--- Extracted records ---
########################################

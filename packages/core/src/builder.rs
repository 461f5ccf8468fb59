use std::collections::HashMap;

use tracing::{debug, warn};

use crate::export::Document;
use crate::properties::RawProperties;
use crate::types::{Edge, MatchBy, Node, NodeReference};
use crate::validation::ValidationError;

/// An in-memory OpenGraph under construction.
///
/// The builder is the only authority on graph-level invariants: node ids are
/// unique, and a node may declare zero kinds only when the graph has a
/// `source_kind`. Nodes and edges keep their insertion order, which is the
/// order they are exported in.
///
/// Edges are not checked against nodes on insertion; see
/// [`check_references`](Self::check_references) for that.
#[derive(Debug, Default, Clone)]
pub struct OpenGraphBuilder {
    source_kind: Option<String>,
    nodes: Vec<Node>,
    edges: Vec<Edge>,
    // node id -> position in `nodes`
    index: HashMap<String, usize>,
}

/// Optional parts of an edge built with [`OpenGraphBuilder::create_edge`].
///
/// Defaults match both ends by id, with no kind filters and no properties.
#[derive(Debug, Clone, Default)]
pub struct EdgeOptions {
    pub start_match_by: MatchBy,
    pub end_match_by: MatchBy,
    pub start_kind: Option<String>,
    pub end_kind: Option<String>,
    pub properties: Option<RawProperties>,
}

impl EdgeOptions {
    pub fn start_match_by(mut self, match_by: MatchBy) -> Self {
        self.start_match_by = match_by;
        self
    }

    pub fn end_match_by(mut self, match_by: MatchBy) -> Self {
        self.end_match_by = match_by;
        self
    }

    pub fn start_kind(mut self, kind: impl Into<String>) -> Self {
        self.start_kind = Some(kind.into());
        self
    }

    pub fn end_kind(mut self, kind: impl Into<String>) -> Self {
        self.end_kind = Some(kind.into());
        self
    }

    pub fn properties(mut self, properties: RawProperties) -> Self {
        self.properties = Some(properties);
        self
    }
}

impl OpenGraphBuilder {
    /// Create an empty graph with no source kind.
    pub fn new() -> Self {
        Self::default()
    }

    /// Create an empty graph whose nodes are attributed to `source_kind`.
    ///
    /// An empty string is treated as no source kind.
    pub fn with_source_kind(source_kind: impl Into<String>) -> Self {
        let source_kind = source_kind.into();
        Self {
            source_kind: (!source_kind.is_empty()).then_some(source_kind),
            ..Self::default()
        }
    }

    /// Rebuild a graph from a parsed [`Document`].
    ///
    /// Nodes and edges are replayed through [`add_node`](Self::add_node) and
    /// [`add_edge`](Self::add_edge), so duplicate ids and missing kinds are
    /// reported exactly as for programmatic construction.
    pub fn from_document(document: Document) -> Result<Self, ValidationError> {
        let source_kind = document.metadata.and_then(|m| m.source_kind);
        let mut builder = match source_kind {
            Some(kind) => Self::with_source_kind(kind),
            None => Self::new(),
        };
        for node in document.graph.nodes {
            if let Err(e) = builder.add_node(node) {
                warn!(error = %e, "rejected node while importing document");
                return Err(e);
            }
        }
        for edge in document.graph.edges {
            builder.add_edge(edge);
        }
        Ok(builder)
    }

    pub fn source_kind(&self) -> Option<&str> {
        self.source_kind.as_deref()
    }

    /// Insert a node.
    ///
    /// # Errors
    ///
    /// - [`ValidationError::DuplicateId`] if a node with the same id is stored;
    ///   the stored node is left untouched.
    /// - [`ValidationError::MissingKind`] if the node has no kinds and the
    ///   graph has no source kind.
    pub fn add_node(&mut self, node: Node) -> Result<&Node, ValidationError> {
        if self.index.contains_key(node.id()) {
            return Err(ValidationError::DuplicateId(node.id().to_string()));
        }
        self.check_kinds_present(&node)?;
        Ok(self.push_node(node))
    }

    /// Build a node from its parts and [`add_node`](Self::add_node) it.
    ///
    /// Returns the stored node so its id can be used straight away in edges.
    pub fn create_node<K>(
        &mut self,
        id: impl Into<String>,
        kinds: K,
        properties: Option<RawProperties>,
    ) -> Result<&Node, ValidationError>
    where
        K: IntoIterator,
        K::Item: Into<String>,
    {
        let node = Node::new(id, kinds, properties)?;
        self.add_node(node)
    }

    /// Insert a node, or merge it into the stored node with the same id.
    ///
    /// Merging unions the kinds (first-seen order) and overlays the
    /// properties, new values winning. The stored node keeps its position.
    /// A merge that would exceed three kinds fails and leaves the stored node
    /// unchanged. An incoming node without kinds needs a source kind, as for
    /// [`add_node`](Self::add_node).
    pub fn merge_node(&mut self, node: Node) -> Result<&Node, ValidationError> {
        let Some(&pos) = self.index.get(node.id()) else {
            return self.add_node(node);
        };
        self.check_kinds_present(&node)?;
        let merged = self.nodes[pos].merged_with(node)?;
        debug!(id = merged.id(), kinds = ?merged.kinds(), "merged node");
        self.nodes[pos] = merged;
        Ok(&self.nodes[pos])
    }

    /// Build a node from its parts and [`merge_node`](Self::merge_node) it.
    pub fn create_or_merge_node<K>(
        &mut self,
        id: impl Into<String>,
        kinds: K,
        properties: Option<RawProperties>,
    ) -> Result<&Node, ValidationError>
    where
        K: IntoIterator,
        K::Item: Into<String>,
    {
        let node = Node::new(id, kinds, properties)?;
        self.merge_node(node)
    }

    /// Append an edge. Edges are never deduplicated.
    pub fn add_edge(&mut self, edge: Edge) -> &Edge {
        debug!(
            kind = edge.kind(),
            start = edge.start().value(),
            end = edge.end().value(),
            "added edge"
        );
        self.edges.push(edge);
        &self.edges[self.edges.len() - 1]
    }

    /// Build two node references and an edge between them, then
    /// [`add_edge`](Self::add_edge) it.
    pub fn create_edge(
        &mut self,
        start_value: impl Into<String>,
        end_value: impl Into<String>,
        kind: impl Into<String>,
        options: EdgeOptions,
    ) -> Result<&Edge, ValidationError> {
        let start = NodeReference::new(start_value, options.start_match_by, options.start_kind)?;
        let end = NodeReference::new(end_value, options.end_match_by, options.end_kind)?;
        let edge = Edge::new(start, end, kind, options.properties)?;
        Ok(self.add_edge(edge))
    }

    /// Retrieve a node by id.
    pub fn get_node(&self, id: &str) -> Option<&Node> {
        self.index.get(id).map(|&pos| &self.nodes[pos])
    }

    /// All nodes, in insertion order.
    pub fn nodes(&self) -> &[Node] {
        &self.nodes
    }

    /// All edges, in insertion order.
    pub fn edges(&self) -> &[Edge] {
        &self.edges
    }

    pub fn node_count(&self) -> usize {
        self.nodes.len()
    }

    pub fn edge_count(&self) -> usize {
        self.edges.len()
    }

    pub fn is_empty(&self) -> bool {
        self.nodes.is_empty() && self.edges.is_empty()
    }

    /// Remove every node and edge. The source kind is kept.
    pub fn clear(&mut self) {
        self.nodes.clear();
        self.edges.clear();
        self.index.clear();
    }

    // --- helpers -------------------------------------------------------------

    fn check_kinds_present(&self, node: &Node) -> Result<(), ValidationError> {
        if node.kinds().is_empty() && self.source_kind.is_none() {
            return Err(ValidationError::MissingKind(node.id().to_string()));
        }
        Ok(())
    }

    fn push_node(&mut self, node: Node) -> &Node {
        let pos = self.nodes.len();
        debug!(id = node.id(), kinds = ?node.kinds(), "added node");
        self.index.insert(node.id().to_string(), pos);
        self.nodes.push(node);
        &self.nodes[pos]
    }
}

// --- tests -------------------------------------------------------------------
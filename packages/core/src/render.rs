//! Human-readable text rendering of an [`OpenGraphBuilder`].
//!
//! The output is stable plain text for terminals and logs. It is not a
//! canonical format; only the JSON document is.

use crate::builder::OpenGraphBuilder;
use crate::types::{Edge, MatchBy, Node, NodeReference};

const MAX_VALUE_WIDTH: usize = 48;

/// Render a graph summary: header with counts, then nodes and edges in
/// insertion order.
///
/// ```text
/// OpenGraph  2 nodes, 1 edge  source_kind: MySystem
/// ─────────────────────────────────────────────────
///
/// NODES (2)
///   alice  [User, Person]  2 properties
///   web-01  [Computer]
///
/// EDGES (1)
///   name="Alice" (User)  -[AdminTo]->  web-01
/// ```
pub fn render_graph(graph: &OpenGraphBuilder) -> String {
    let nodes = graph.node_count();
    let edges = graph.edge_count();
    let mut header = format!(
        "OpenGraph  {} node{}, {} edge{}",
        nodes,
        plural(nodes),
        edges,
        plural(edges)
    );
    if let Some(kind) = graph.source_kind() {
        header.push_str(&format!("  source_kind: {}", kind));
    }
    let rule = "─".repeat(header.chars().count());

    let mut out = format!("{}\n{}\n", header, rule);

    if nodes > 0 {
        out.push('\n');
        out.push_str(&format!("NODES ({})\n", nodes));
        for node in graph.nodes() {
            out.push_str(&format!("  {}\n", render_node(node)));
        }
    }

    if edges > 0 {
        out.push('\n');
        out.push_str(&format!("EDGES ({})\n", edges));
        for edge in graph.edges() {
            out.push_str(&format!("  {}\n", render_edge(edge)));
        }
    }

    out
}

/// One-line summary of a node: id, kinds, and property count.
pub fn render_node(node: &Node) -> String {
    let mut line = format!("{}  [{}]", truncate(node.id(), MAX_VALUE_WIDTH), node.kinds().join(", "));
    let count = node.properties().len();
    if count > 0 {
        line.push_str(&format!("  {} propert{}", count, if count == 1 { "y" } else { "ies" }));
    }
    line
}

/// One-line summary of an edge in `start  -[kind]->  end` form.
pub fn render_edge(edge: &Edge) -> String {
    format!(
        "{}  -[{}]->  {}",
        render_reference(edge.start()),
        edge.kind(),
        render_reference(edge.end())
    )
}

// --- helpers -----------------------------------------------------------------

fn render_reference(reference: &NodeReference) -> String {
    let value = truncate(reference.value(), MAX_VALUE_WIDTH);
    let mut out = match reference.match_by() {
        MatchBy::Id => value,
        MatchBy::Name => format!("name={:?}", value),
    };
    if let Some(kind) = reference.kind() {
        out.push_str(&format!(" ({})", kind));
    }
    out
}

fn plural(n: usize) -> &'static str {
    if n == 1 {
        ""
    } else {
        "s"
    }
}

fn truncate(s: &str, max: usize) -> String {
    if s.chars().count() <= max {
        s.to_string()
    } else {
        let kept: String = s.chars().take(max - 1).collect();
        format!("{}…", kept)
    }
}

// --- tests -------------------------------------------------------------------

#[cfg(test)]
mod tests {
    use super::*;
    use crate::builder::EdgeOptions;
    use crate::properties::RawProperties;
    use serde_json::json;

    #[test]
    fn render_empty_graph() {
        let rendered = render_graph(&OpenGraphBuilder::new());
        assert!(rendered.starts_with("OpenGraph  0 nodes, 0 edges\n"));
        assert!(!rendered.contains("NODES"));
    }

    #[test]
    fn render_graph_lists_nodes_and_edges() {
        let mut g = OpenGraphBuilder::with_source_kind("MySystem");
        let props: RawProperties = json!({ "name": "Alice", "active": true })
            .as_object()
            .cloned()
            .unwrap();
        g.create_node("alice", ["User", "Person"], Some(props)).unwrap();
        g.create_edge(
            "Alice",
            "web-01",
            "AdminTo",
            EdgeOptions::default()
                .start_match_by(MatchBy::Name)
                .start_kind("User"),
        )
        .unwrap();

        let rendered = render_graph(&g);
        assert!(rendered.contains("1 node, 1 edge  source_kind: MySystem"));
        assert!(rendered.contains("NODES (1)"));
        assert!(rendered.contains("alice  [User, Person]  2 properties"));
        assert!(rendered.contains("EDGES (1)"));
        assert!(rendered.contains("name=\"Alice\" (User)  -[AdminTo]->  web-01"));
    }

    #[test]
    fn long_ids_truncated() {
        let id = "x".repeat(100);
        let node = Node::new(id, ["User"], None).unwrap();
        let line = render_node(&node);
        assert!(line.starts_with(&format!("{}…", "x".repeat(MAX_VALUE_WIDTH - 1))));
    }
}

########################################

--- What you should do ---
Set down again, word for word, the stretch of records from the line with "away in edges." to the line with "and overlays the", both of those lines included.

--- Solution ---
    /// Returns the stored node so its id can be used straight away in edges.
    pub fn create_node<K>(
        &mut self,
        id: impl Into<String>,
        kinds: K,
        properties: Option<RawProperties>,
    ) -> Result<&Node, ValidationError>
    where
        K: IntoIterator,
        K::Item: Into<String>,
    {
        let node = Node::new(id, kinds, properties)?;
        self.add_node(node)
    }

    /// Insert a node, or merge it into the stored node with the same id.
    ///
    /// Merging unions the kinds (first-seen order) and overlays the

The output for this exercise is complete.